The above does not always work because villages only spawn in flat biomes (plains, savanna and desert), so the above produces many false positives where the location in the original map is not suitable. One possibility is to retry the steps above but for step 1 select default world type (as opposed to superflat). This makes it harder to see villages, but each village found is much more likely to exist in the original world.
In superflat worlds villages spawn one in every quadrant at the same coordinates of the coordinative system. For example: if a village is at x=200 z=200,there is also another village at x=-200 z=200; and another at x=-200 z=-200; and of course one at x=200 z=-200. This works most of the times, on superflat worlds of course, although there arent always the same coordinates (like x=200 z=200) on the other quadrant (the village is going to be on x=250 z=-150).
There are also programs like AMIDST (by Skidoodle) to map worlds that will display all villages of the world/seed.
Villages are much more common in worlds generated with large biomes than in default worlds; multiple villages can often be found on one desert or plains.

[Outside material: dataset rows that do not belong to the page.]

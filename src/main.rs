use anyhow::Result;
use cooling_dispatch::repo::{JsonFileSink, RunSink};
use cooling_dispatch::runner::{join_optimization, spawn_optimization, RunRequest};
use cooling_dispatch::scenario::FeedSet;
use cooling_dispatch::{config, telemetry};
use config::Config;
use telemetry::init_tracing;
use tokio_util::sync::CancellationToken;
use tracing::{info, warn};

#[tokio::main]
async fn main() -> Result<()> {
    dotenvy::dotenv().ok();
    init_tracing();

    let cfg = Config::load()?;
    let run_name = std::env::args()
        .nth(1)
        .unwrap_or_else(|| format!("{}-{}", cfg.site.station, chrono::Utc::now().format("%Y%m%dT%H%M")));

    info!(
        station = %cfg.site.station,
        hours = cfg.horizon.hours,
        strategy = ?cfg.solver.strategy,
        "starting cooling dispatch run"
    );

    let feeds = FeedSet::builtin(&cfg);
    let sink = JsonFileSink::new(&cfg.output.dir);
    let cancel = CancellationToken::new();
    let watcher = telemetry::cancel_on_shutdown(cancel.clone());

    let handle = spawn_optimization(RunRequest::new(run_name, cfg), feeds, cancel.clone());
    let summary = join_optimization(handle).await?;
    cancel.cancel();
    let _ = watcher.await;

    if !summary.optimization_status.is_success() {
        warn!(
            status = %summary.optimization_status,
            message = summary.message.as_deref().unwrap_or(""),
            "optimization did not produce a plan"
        );
    }

    sink.persist(&summary).await?;
    println!("{}", serde_json::to_string_pretty(&summary.summary_record())?);
    Ok(())
}
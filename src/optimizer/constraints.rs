use serde::{Deserialize, Serialize};

use super::DispatchProblem;
use crate::config::Config;
use crate::error::OptimizationError;

/// Operational limits shared by every dispatch strategy.
#[derive(Debug, Clone, Serialize, Deserialize)]
pub struct DispatchLimits {
    pub step_hours: f64,
    pub storage_capacity_mwh: f64,
    pub initial_level_mwh: f64,
    pub max_charge_mw: f64,
    pub max_discharge_mw: f64,
    pub max_shiftable_mw: f64,
    pub required_batch_mwh: f64,
    pub epsilon: f64,
}

impl DispatchLimits {
    pub fn from_config(config: &Config) -> Self {
        Self {
            step_hours: config.horizon.step_hours,
            storage_capacity_mwh: config.storage.capacity_mwh,
            initial_level_mwh: config.storage.initial_level_mwh,
            max_charge_mw: config.storage.max_charge_mw,
            max_discharge_mw: config.storage.max_discharge_mw,
            max_shiftable_mw: config.workload.max_shiftable_mw,
            required_batch_mwh: config.workload.required_batch_mwh,
            epsilon: config.solver.epsilon,
        }
    }
}

/// Largest batch load hour `h` can host while its cooling demand stays coverable.
///
/// `None` when even the base load alone cannot be cooled.
pub fn batch_headroom_mw(problem: &DispatchProblem, h: usize) -> Option<f64> {
    let limits = &problem.limits;
    let input = &problem.hours[h];
    let fraction = input.cooling_fraction;
    let coverage = problem.relaxation.coverage();
    if fraction <= 0.0 || coverage <= 0.0 {
        return Some(limits.max_shiftable_mw);
    }

    let coolable_load = problem.max_capacity_mw(h) / (fraction * coverage);
    let headroom = coolable_load - input.slot.base_load_mw;
    if headroom < -limits.epsilon {
        None
    } else {
        Some(headroom.clamp(0.0, limits.max_shiftable_mw))
    }
}

/// Names the first constraint that makes the problem unsolvable.
pub fn diagnose(problem: &DispatchProblem) -> OptimizationError {
    let mut deliverable_mwh = 0.0;
    for h in 0..problem.hours() {
        match batch_headroom_mw(problem, h) {
            Some(headroom) => deliverable_mwh += headroom * problem.limits.step_hours,
            None => {
                return OptimizationError::Infeasible {
                    hour: Some(h),
                    constraint: "cooling_sufficiency",
                }
            }
        }
    }

    let constraint = if deliverable_mwh + problem.limits.epsilon < problem.limits.required_batch_mwh {
        "shiftable_load_conservation"
    } else {
        "cooling_sufficiency"
    };
    OptimizationError::Infeasible { hour: None, constraint }
}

 Defending and rescuing villages
Between versions 1.2.1 and 1.4.6, staying near a village overnight would frequently produce a Zombie siege. Zombies would spawn within the village, regardless of light level, and attack the villagers. While the villagers would try to hide in their houses, some would usually fail to get to safety, and on the Hard difficulty level zombies can break down doors anyway. These sieges would usually kill off all the villagers within a couple of nights. (On Normal or Hard difficulties, most or all of the villagers would become zombies themselves, which would eventually despawn or burn.) Sufficiently large villages may have Iron Golems to help defend them, but almost any village is likely to become depopulated within a few sieges unless the player provides help. Even when two villagers survive, villager breeding is much too slow to recover from the regular deaths. As of 1.4.7-1.6.2, Zombie sieges failed to start. See MC-7432 for more information. However, villages still need defense. As of 1.7.4, Zombie sieges seen multiple times in villages with high (over 40 villagers) populations.

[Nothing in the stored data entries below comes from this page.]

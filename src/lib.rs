pub mod baseline;
pub mod config;
pub mod cost;
pub mod domain;
pub mod error;
pub mod optimizer;
pub mod physics;
pub mod repo;
pub mod runner;
pub mod scenario;
pub mod summary;
pub mod telemetry;

pub use config::Config;
pub use error::{ConfigurationError, DispatchError, OptimizationError, ScenarioError};
pub use runner::{run_optimization, spawn_optimization, RunRequest};
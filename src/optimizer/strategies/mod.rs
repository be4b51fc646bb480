//! Dispatch strategies
//!
//! - Heuristic: greedy batch placement, mode lookup, storage by dynamic programming
//! - MILP: mixed-integer linear programming over the whole horizon (exact solution)

pub mod heuristic;
pub mod milp;

pub use heuristic::*;
pub use milp::*;

use std::sync::Arc;

use super::DispatchStrategy;
use crate::config::StrategyKind;

pub fn strategy_for(kind: StrategyKind) -> Arc<dyn DispatchStrategy> {
    match kind {
        StrategyKind::Milp => Arc::new(MilpDispatcher),
        StrategyKind::Heuristic => Arc::new(HeuristicDispatcher),
    }
}
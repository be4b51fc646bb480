use serde::{Deserialize, Serialize};

use super::DispatchLimits;
use crate::domain::{CoolingMode, HourSlot, OptimizationStatus};
use crate::error::OptimizationError;
use crate::physics::{CoolingModel, ModeEfficiency, ModeTable};

/// Physics evaluated once per hour before any strategy runs.
#[derive(Debug, Clone, Serialize, Deserialize)]
pub struct HourInput {
    pub slot: HourSlot,
    pub cooling_fraction: f64,
    pub modes: ModeTable,
}

/// How much cooling demand may go unmet, and at what price.
#[derive(Debug, Clone, Copy, PartialEq, Serialize, Deserialize)]
pub enum Relaxation {
    Strict,
    Shortfall { max_fraction: f64, penalty_per_mwh: f64 },
}

impl Relaxation {
    /// Share of each hour's cooling demand that must actually be delivered.
    pub fn coverage(&self) -> f64 {
        1.0 - self.max_fraction()
    }

    pub fn max_fraction(&self) -> f64 {
        match self {
            Relaxation::Strict => 0.0,
            Relaxation::Shortfall { max_fraction, .. } => max_fraction.clamp(0.0, 1.0),
        }
    }

    pub fn penalty_per_mwh(&self) -> f64 {
        match self {
            Relaxation::Strict => 0.0,
            Relaxation::Shortfall { penalty_per_mwh, .. } => *penalty_per_mwh,
        }
    }

    pub fn is_relaxed(&self) -> bool {
        matches!(self, Relaxation::Shortfall { .. })
    }
}

/// A full-horizon dispatch problem. Owned so it can move onto a solver thread.
#[derive(Debug, Clone)]
pub struct DispatchProblem {
    pub hours: Vec<HourInput>,
    pub model: CoolingModel,
    pub limits: DispatchLimits,
    pub relaxation: Relaxation,
}

impl DispatchProblem {
    pub fn new(slots: &[HourSlot], model: CoolingModel, limits: DispatchLimits) -> Self {
        let hours = slots
            .iter()
            .map(|slot| HourInput {
                cooling_fraction: model.cooling_fraction(slot.temperature_f),
                modes: model.mode_table(slot.relative_humidity_pct),
                slot: slot.clone(),
            })
            .collect();
        Self { hours, model, limits, relaxation: Relaxation::Strict }
    }

    pub fn with_relaxation(&self, relaxation: Relaxation) -> Self {
        Self { relaxation, ..self.clone() }
    }

    pub fn hours(&self) -> usize {
        self.hours.len()
    }

    pub fn demand_mw(&self, h: usize, batch_load_mw: f64) -> f64 {
        let input = &self.hours[h];
        self.model
            .cooling_requirement(input.slot.temperature_f, input.slot.base_load_mw + batch_load_mw)
    }

    /// Feasible modes for hour `h`, in declaration order. FREE only when the hour needs no cooling.
    pub fn feasible_modes(&self, h: usize) -> impl Iterator<Item = (CoolingMode, ModeEfficiency)> + '_ {
        let needs_cooling = self.hours[h].cooling_fraction > 0.0;
        self.hours[h]
            .modes
            .iter()
            .filter(move |(mode, eff)| eff.feasible && !(needs_cooling && *mode == CoolingMode::Free))
            .copied()
    }

    pub fn capacity_mw(&self, h: usize, mode: CoolingMode) -> f64 {
        if !self.hours[h].modes.get(mode).feasible {
            return 0.0;
        }
        self.model.mode_capacity_mw(mode, self.hours[h].slot.relative_humidity_pct)
    }

    pub fn max_capacity_mw(&self, h: usize) -> f64 {
        self.feasible_modes(h)
            .map(|(mode, _)| self.capacity_mw(h, mode))
            .fold(0.0, f64::max)
    }
}

/// One hour of a strategy's raw answer, before normalization.
#[derive(Debug, Clone, Copy, PartialEq, Serialize, Deserialize)]
pub struct HourPlan {
    pub batch_load_mw: f64,
    pub mode: CoolingMode,
    pub cooling_delivered_mw: f64,
    pub shortfall_mw: f64,
    pub charge_mw: f64,
    pub discharge_mw: f64,
}

#[derive(Debug, Clone, PartialEq, Serialize, Deserialize)]
pub struct DispatchPlan {
    pub hours: Vec<HourPlan>,
    pub status: OptimizationStatus,
}

/// A method that turns a dispatch problem into an hour-by-hour plan.
///
/// Implementations return `Infeasible` when no plan satisfies every
/// constraint; the dispatcher owns retries and time limits.
pub trait DispatchStrategy: Send + Sync {
    fn name(&self) -> &'static str;

    fn solve(&self, problem: &DispatchProblem) -> Result<DispatchPlan, OptimizationError>;
}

There is also the matter that Villager AI is woefully insufficient for their survival – even without sieges, they are prone to falling into nearby caves or pits and becoming lost, dancing on cactus, inviting zombies in, and otherwise committing suicide. Furthermore, even the naturally spawned zombies still hunt villagers, and have become much more dangerous: besides summoning aid and powering up when the player attacks, they can now see the player out to 66 blocks, and sense villagers (through walls) at least out to 31 blocks. Note that if there are less than two villagers remaining at any time, they will be unable to breed their numbers back up, and the village will not be viable. Even with two villagers, there also need to be at least nine doors within range before they will breed.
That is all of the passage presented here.